**Your goal**
Collect every line of the records below that contains the word "serde".

**Input for this task**
━━━━━━

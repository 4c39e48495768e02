//! Read-side types delivered to subscribers.

use chrono::{DateTime, Utc};
use serde::Serialize;

use super::{TaskId, TaskKey, TaskKind, TaskState};

/// Read-only snapshot of a task.
#[derive(Debug, Clone, PartialEq, Serialize)]
pub struct TaskView {
    pub id: TaskId,
    pub key: TaskKey,
    pub kind: TaskKind,
    pub label: String,
    /// Always within `[0, 100]`.
    pub progress: f64,
    pub state: TaskState,
    pub started_at: DateTime<Utc>,
    pub finished_at: Option<DateTime<Utc>>,
}

/// Event delivered to listeners after each mutation.
///
/// For one tick the order is `Progress`, then `StateChanged` if the tick
/// crossed a state boundary.
#[derive(Debug, Clone, PartialEq, Serialize)]
#[serde(tag = "event", rename_all = "snake_case")]
pub enum TaskEvent {
    Progress(TaskView),
    StateChanged { from: TaskState, view: TaskView },
}

impl TaskEvent {
    pub fn view(&self) -> &TaskView {
        match self {
            TaskEvent::Progress(view) => view,
            TaskEvent::StateChanged { view, .. } => view,
        }
    }
}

━━━━━━

**Answer for the task**
use serde::Serialize;
#[serde(tag = "event", rename_all = "snake_case")]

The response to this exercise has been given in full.